MATERIAL TO PROCESS
━━━━━━━━━━
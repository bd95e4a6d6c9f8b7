#![cfg(feature = "serde")]
//! Serialization of comparison metrics for the presentation layer.

use pixcompare::{compute_metrics, ComparisonMetrics, Img, RGBA8};

#[test]
fn test_infinite_psnr_round_trips_as_null() {
    let img = Img::new(vec![RGBA8::new(1, 2, 3, 255); 4], 2, 2);
    let metrics = compute_metrics(img.as_ref(), img.as_ref()).unwrap();

    let json = serde_json::to_value(metrics).unwrap();
    assert!(json["psnr"].is_null());
    assert_eq!(json["pixel_differences"], 0);

    let back: ComparisonMetrics = serde_json::from_value(json).unwrap();
    assert_eq!(back, metrics);
}

#[test]
fn test_finite_metrics_serialize() {
    let a = Img::new(vec![RGBA8::new(0, 0, 0, 255); 4], 2, 2);
    let b = Img::new(vec![RGBA8::new(255, 255, 255, 255); 4], 2, 2);
    let metrics = compute_metrics(a.as_ref(), b.as_ref()).unwrap();

    let json = serde_json::to_string(&metrics).unwrap();
    let back: ComparisonMetrics = serde_json::from_str(&json).unwrap();
    assert_eq!(back.max_difference, 765);
    assert_eq!(back.pixel_differences, 4);
    assert!((back.psnr - metrics.psnr).abs() < 1e-12);
}
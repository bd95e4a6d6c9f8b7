//! Difference map rendering.
//!
//! The difference raster encodes the per-pixel `|dr| + |dg| + |db|`, amplified
//! and clamped, in the red channel. It carries nothing beyond what the metric
//! pass already measures and exists for display.

use image::RgbaImage;
use imgref::{Img, ImgRef, ImgVec};
use rgb::{ComponentBytes, RGBA8};

use crate::consts::DIFF_AMPLIFICATION;
use crate::metrics::{check_same_size, pixel_difference};
use crate::raster::RasterImage;
use crate::reconcile::reconcile;
use crate::{CompareError, CompareParams};

/// Red-channel visualization of the difference between two rasters.
///
/// Green and blue are always 0 and alpha is always 255.
#[derive(Debug, Clone)]
pub struct DifferenceRaster {
    pixels: ImgVec<RGBA8>,
}

impl DifferenceRaster {
    /// Width in pixels.
    #[inline]
    #[must_use]
    pub fn width(&self) -> usize {
        self.pixels.width()
    }

    /// Height in pixels.
    #[inline]
    #[must_use]
    pub fn height(&self) -> usize {
        self.pixels.height()
    }

    /// Borrowed view of the pixels.
    #[must_use]
    pub fn as_img(&self) -> ImgRef<'_, RGBA8> {
        self.pixels.as_ref()
    }

    /// Pixels in row-major order.
    #[must_use]
    pub fn pixels(&self) -> &[RGBA8] {
        self.pixels.buf()
    }

    /// Red-channel intensity at `(x, y)`.
    ///
    /// # Panics
    /// Panics if the coordinate is out of bounds.
    #[must_use]
    pub fn intensity(&self, x: usize, y: usize) -> u8 {
        assert!(x < self.width(), "x {x} out of bounds");
        assert!(y < self.height(), "y {y} out of bounds");
        self.pixels.buf()[y * self.width() + x].r
    }

    /// Unwraps the pixel buffer.
    #[must_use]
    pub fn into_imgvec(self) -> ImgVec<RGBA8> {
        self.pixels
    }

    /// Converts to an `image` buffer, e.g. for encoding to PNG.
    #[must_use]
    pub fn to_rgba_image(&self) -> Option<RgbaImage> {
        let w = u32::try_from(self.width()).ok()?;
        let h = u32::try_from(self.height()).ok()?;
        RgbaImage::from_raw(w, h, self.pixels.buf().as_bytes().to_vec())
    }
}

/// Maps a per-pixel difference to the output intensity, `min(255, diff * 3)`.
#[inline]
#[must_use]
pub fn amplify(diff: u32) -> u8 {
    (diff * DIFF_AMPLIFICATION).min(255) as u8
}

/// Renders the difference of two rasters that already have the same size.
///
/// # Errors
/// Returns [`CompareError::DimensionMismatch`] if the sizes differ.
pub fn render_difference(
    a: ImgRef<'_, RGBA8>,
    b: ImgRef<'_, RGBA8>,
) -> Result<DifferenceRaster, CompareError> {
    check_same_size(a, b)?;

    let mut out = Vec::with_capacity(a.width() * a.height());
    for (row1, row2) in a.rows().zip(b.rows()) {
        out.extend(
            row1.iter()
                .zip(row2)
                .map(|(&p1, &p2)| RGBA8::new(amplify(pixel_difference(p1, p2)), 0, 0, 255)),
        );
    }

    Ok(DifferenceRaster {
        pixels: Img::new(out, a.width(), a.height()),
    })
}

/// Reconciles `a` and `b` and renders their difference.
///
/// # Errors
/// Returns [`CompareError::AspectMismatch`] if the rasters can't be brought to
/// a common size.
pub fn difference_image(
    a: &RasterImage,
    b: &RasterImage,
    params: &CompareParams,
) -> Result<DifferenceRaster, CompareError> {
    let (a, b) = reconcile(a, b, params)?;
    render_difference(a.as_img(), b.as_img())
}
//! Pixel-level similarity metrics.
//!
//! All metrics come out of one pass over the two buffers. Sums are kept as
//! exact integers (luma is tracked as `r + g + b`, i.e. three times the mean),
//! so the result does not depend on iteration order and matches computing
//! each metric in its own pass.
//!
//! The SSIM here is a single global window over unweighted luma. It reacts to
//! global brightness and contrast shifts rather than local structure and is not
//! a reference SSIM implementation. Its value is not clamped to `[-1, 1]`.

use std::fmt;

use imgref::ImgRef;
use rgb::RGBA8;

use crate::consts::{PEAK, SSIM_C1, SSIM_C2};
use crate::raster::RasterImage;
use crate::CompareError;

/// Result of comparing two rasters of equal size.
///
/// `pixel_differences == 0`, `max_difference == 0`, `mse == 0.0` and
/// `psnr == f64::INFINITY` always hold together.
#[derive(Debug, Clone, Copy, PartialEq)]
#[cfg_attr(feature = "serde", derive(serde::Serialize, serde::Deserialize))]
pub struct ComparisonMetrics {
    /// Mean squared error over the R, G and B channels.
    pub mse: f64,
    /// Peak signal-to-noise ratio in dB. `f64::INFINITY` for identical images.
    #[cfg_attr(feature = "serde", serde(with = "infinite_as_null"))]
    pub psnr: f64,
    /// Simplified global SSIM over unweighted luma.
    pub ssim: f64,
    /// Number of pixels whose RGB values differ at all.
    pub pixel_differences: u64,
    /// Largest per-pixel `|dr| + |dg| + |db|`, in `0..=765`.
    pub max_difference: u32,
}

impl ComparisonMetrics {
    /// Compares two rasters of equal size. See [`compute_metrics`].
    ///
    /// # Errors
    /// Returns [`CompareError::DimensionMismatch`] if the sizes differ.
    pub fn between(a: &RasterImage, b: &RasterImage) -> Result<Self, CompareError> {
        compute_metrics(a.as_img(), b.as_img())
    }

    /// True when no pixel differs.
    #[must_use]
    pub fn is_identical(&self) -> bool {
        self.pixel_differences == 0
    }
}

impl fmt::Display for ComparisonMetrics {
    fn fmt(&self, f: &mut fmt::Formatter<'_>) -> fmt::Result {
        write!(f, "MSE {:.4}, PSNR ", self.mse)?;
        if self.psnr.is_infinite() {
            f.write_str("inf")?;
        } else {
            write!(f, "{:.2} dB", self.psnr)?;
        }
        write!(
            f,
            ", SSIM {:.4}, {} differing pixels, max difference {}",
            self.ssim, self.pixel_differences, self.max_difference
        )
    }
}

/// PSNR in dB for a given MSE, `20 * log10(255 / sqrt(mse))`.
///
/// Returns `f64::INFINITY` when `mse` is zero.
#[must_use]
pub fn psnr_from_mse(mse: f64) -> f64 {
    if mse == 0.0 {
        return f64::INFINITY;
    }
    20.0 * (PEAK / mse.sqrt()).log10()
}

/// Computes all metrics for two equally sized rasters. Alpha is ignored.
///
/// # Errors
/// Returns [`CompareError::DimensionMismatch`] if the sizes differ. Callers
/// are expected to reconcile first, so this indicates a bug.
///
/// # Example
/// ```rust
/// use pixcompare::{compute_metrics, Img, RGBA8};
///
/// let img = Img::new(vec![RGBA8::new(10, 20, 30, 255); 16], 4, 4);
/// let m = compute_metrics(img.as_ref(), img.as_ref())?;
/// assert_eq!(m.mse, 0.0);
/// assert!(m.psnr.is_infinite());
/// # Ok::<(), pixcompare::CompareError>(())
/// ```
pub fn compute_metrics(
    a: ImgRef<'_, RGBA8>,
    b: ImgRef<'_, RGBA8>,
) -> Result<ComparisonMetrics, CompareError> {
    let sums = accumulate(a, b)?;
    let mse = sums.mse();
    Ok(ComparisonMetrics {
        mse,
        psnr: psnr_from_mse(mse),
        ssim: sums.ssim(),
        pixel_differences: sums.differing,
        max_difference: sums.max_difference,
    })
}

/// Simplified global SSIM of two equally sized rasters.
///
/// # Errors
/// Returns [`CompareError::DimensionMismatch`] if the sizes differ.
pub fn simplified_ssim(a: ImgRef<'_, RGBA8>, b: ImgRef<'_, RGBA8>) -> Result<f64, CompareError> {
    Ok(accumulate(a, b)?.ssim())
}

/// Sum of absolute channel differences, ignoring alpha.
#[inline]
pub(crate) fn pixel_difference(p1: RGBA8, p2: RGBA8) -> u32 {
    u32::from(p1.r.abs_diff(p2.r)) + u32::from(p1.g.abs_diff(p2.g)) + u32::from(p1.b.abs_diff(p2.b))
}

pub(crate) fn check_same_size(
    a: ImgRef<'_, RGBA8>,
    b: ImgRef<'_, RGBA8>,
) -> Result<(), CompareError> {
    let (w1, h1) = (a.width(), a.height());
    let (w2, h2) = (b.width(), b.height());
    if w1 != w2 || h1 != h2 {
        return Err(CompareError::DimensionMismatch { w1, h1, w2, h2 });
    }
    Ok(())
}

/// Exact running sums for one comparison.
#[derive(Debug, Default)]
struct Sums {
    pixels: u64,
    squared_error: u64,
    differing: u64,
    max_difference: u32,
    // Luma sums, scaled by 3.
    luma1: u64,
    luma2: u64,
    luma1_sq: u64,
    luma2_sq: u64,
    cross: u64,
}

impl Sums {
    #[inline]
    fn add(&mut self, p1: RGBA8, p2: RGBA8) {
        let dr = i32::from(p1.r) - i32::from(p2.r);
        let dg = i32::from(p1.g) - i32::from(p2.g);
        let db = i32::from(p1.b) - i32::from(p2.b);
        self.squared_error += (dr * dr + dg * dg + db * db) as u64;

        let diff = pixel_difference(p1, p2);
        if diff > 0 {
            self.differing += 1;
        }
        self.max_difference = self.max_difference.max(diff);

        let s1 = u64::from(p1.r) + u64::from(p1.g) + u64::from(p1.b);
        let s2 = u64::from(p2.r) + u64::from(p2.g) + u64::from(p2.b);
        self.luma1 += s1;
        self.luma2 += s2;
        self.luma1_sq += s1 * s1;
        self.luma2_sq += s2 * s2;
        self.cross += s1 * s2;
        self.pixels += 1;
    }

    fn mse(&self) -> f64 {
        self.squared_error as f64 / (self.pixels as f64 * 3.0)
    }

    fn ssim(&self) -> f64 {
        let n = self.pixels as f64;
        let n_int = i128::from(self.pixels);

        let mean1 = self.luma1 as f64 / (3.0 * n);
        let mean2 = self.luma2 as f64 / (3.0 * n);

        // n * sum(x*y) - sum(x) * sum(y), exact, then scaled back by 9 * n^2.
        let central = |xy: u64, x: u64, y: u64| -> f64 {
            let num = n_int * i128::from(xy) - i128::from(x) * i128::from(y);
            num as f64 / (9.0 * n * n)
        };
        let variance1 = central(self.luma1_sq, self.luma1, self.luma1);
        let variance2 = central(self.luma2_sq, self.luma2, self.luma2);
        let covariance = central(self.cross, self.luma1, self.luma2);

        let numerator = (2.0 * mean1 * mean2 + SSIM_C1) * (2.0 * covariance + SSIM_C2);
        let denominator =
            (mean1 * mean1 + mean2 * mean2 + SSIM_C1) * (variance1 + variance2 + SSIM_C2);
        numerator / denominator
    }
}

fn accumulate(a: ImgRef<'_, RGBA8>, b: ImgRef<'_, RGBA8>) -> Result<Sums, CompareError> {
    check_same_size(a, b)?;
    if a.width() == 0 || a.height() == 0 {
        return Err(CompareError::InvalidDimensions {
            width: a.width(),
            height: a.height(),
        });
    }

    let mut sums = Sums::default();
    for (row1, row2) in a.rows().zip(b.rows()) {
        for (&p1, &p2) in row1.iter().zip(row2) {
            sums.add(p1, p2);
        }
    }
    Ok(sums)
}

#[cfg(feature = "serde")]
mod infinite_as_null {
    use serde::{Deserialize, Deserializer, Serializer};

    #[allow(clippy::trivially_copy_pass_by_ref)]
    pub fn serialize<S: Serializer>(value: &f64, serializer: S) -> Result<S::Ok, S::Error> {
        if value.is_finite() {
            serializer.serialize_some(value)
        } else {
            serializer.serialize_none()
        }
    }

    pub fn deserialize<'de, D: Deserializer<'de>>(deserializer: D) -> Result<f64, D::Error> {
        Ok(Option::<f64>::deserialize(deserializer)?.unwrap_or(f64::INFINITY))
    }
}
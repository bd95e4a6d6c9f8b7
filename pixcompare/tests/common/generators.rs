//! Deterministic image generators for pixcompare tests.
//!
//! All generators return interleaved RGBA bytes with alpha 255 and use an LCG
//! PRNG so inputs are identical across platforms.

#![allow(dead_code)]

/// LCG pseudo-random number generator (deterministic)
pub struct Lcg {
    state: u64,
}

impl Lcg {
    pub const fn new(seed: u64) -> Self {
        Self { state: seed }
    }

    pub fn next_u8(&mut self) -> u8 {
        self.state = self
            .state
            .wrapping_mul(6364136223846793005)
            .wrapping_add(1442695040888963407);
        ((self.state >> 33) & 0xFF) as u8
    }
}

/// Uniform color image.
pub fn gen_uniform(width: usize, height: usize, r: u8, g: u8, b: u8) -> Vec<u8> {
    [r, g, b, 255].repeat(width * height)
}

/// Horizontal grayscale gradient.
pub fn gen_gradient_h(width: usize, height: usize) -> Vec<u8> {
    let mut data = Vec::with_capacity(width * height * 4);
    for _y in 0..height {
        for x in 0..width {
            let v = if width > 1 {
                (x * 255 / (width - 1)) as u8
            } else {
                128
            };
            data.extend_from_slice(&[v, v, v, 255]);
        }
    }
    data
}

/// Random noise.
pub fn gen_noise(width: usize, height: usize, seed: u64) -> Vec<u8> {
    let mut rng = Lcg::new(seed);
    let mut data = Vec::with_capacity(width * height * 4);
    for _ in 0..width * height {
        data.extend_from_slice(&[rng.next_u8(), rng.next_u8(), rng.next_u8(), 255]);
    }
    data
}

/// Checkerboard of `cell`-sized black and white squares.
pub fn gen_checkerboard(width: usize, height: usize, cell: usize) -> Vec<u8> {
    let mut data = Vec::with_capacity(width * height * 4);
    for y in 0..height {
        for x in 0..width {
            let v = if (x / cell + y / cell) % 2 == 0 { 0 } else { 255 };
            data.extend_from_slice(&[v, v, v, 255]);
        }
    }
    data
}

/// Add `delta` to every color channel, saturating.
pub fn distort_brightness(rgba: &[u8], delta: i16) -> Vec<u8> {
    rgba.chunks_exact(4)
        .flat_map(|px| {
            let shift = |c: u8| (i16::from(c) + delta).clamp(0, 255) as u8;
            [shift(px[0]), shift(px[1]), shift(px[2]), px[3]]
        })
        .collect()
}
━━━━━━━━━━
WORK TASK
Could you retype exactly the lines from the first one of the records through the line containing "metrics = compute_metrics(img.as_ref(), img.as_ref()).unwrap();", both included, and nothing more?

SOLUTION FOR THIS EXERCISE
repository bd95e4a6d6c9f8b7
#![cfg(feature = "serde")]
//! Serialization of comparison metrics for the presentation layer.

use pixcompare::{compute_metrics, ComparisonMetrics, Img, RGBA8};

#[test]
fn test_infinite_psnr_round_trips_as_null() {
    let img = Img::new(vec![RGBA8::new(1, 2, 3, 255); 4], 2, 2);
    let metrics = compute_metrics(img.as_ref(), img.as_ref()).unwrap();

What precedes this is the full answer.